Saved data entries
....................

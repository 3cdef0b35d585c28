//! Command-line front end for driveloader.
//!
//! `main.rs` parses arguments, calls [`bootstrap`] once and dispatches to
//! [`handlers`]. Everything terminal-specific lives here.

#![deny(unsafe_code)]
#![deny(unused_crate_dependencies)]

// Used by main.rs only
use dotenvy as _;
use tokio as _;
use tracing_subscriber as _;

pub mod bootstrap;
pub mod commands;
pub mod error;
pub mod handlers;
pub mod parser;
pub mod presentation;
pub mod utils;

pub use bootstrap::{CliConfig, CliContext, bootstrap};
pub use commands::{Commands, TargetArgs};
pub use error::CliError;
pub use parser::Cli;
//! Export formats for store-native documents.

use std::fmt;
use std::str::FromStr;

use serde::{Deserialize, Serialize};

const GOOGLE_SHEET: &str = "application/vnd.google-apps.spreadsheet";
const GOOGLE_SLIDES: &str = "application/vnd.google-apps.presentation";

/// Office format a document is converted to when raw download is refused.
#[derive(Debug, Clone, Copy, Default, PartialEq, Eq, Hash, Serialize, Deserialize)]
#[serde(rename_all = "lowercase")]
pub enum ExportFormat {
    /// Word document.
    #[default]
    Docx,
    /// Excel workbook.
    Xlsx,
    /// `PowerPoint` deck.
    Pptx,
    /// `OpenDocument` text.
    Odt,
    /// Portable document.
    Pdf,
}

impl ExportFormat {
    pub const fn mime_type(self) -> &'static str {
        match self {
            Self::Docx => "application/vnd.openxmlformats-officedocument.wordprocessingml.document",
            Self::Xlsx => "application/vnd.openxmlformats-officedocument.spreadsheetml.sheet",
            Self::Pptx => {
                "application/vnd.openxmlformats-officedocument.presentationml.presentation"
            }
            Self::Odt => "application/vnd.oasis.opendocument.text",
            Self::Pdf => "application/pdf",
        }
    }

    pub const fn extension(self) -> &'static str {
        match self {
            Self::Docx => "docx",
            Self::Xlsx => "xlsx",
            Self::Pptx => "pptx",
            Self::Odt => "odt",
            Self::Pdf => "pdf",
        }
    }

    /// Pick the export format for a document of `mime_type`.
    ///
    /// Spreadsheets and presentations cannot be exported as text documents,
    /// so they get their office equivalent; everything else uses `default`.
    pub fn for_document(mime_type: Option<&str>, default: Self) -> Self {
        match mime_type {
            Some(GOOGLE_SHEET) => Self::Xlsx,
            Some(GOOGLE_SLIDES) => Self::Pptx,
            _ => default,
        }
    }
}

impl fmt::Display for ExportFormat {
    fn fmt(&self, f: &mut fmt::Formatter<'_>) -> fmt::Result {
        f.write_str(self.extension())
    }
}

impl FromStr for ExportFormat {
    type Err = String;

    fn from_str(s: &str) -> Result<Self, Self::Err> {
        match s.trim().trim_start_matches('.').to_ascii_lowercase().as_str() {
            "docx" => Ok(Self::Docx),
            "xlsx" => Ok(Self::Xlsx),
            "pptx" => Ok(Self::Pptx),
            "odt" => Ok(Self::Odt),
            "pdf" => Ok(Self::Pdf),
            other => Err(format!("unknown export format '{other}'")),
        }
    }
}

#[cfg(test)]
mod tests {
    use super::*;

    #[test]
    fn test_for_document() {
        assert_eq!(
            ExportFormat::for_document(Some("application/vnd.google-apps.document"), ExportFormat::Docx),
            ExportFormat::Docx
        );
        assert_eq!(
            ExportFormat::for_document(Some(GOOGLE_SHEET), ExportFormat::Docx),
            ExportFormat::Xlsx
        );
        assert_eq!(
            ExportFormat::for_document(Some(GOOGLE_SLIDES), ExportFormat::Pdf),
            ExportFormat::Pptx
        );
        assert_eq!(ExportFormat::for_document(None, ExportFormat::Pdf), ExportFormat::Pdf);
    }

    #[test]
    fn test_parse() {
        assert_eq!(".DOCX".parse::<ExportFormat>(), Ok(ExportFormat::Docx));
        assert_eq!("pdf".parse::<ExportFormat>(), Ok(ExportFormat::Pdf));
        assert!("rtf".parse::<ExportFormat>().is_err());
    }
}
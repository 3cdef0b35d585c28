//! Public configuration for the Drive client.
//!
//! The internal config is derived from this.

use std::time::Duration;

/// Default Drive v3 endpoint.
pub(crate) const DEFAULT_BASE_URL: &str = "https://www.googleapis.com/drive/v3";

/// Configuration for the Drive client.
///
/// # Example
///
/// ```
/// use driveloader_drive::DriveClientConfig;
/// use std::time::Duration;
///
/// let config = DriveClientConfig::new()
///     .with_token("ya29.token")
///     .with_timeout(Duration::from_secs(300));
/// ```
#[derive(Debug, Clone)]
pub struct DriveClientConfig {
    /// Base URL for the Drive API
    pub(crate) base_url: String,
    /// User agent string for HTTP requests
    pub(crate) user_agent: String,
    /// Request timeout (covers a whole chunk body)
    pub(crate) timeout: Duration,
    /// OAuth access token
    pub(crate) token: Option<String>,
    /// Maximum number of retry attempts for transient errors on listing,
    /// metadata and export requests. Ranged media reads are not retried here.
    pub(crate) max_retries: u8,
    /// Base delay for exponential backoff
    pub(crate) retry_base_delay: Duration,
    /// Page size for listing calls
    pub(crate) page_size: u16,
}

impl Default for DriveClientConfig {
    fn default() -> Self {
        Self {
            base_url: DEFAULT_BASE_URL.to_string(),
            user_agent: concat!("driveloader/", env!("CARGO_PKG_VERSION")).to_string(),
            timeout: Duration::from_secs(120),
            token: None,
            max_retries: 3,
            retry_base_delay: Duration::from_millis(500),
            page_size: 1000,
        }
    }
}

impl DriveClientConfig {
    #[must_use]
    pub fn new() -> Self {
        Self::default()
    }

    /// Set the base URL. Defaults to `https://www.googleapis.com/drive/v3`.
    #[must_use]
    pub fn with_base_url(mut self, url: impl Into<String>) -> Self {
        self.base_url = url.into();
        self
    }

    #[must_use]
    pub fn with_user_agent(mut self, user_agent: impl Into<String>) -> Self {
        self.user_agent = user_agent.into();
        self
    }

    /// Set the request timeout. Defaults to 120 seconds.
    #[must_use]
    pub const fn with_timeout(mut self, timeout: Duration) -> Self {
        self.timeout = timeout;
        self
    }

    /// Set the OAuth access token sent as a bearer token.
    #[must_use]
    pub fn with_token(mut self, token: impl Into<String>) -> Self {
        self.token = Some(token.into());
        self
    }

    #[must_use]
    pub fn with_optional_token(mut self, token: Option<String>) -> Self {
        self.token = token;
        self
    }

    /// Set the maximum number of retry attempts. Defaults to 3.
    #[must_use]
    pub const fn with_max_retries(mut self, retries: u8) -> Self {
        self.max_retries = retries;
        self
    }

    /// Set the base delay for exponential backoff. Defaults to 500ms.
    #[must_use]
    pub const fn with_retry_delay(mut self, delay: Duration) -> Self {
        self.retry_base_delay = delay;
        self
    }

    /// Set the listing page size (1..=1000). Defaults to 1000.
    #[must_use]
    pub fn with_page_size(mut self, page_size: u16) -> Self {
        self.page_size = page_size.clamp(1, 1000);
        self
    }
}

....................

» YOUR ASSIGNMENT
Find the string "calls" in the entries above. Copy each line where it occurs.

» SOLUTION TO THIS PROBLEM
//! `main.rs` parses arguments, calls [`bootstrap`] once and dispatches to
    /// Page size for listing calls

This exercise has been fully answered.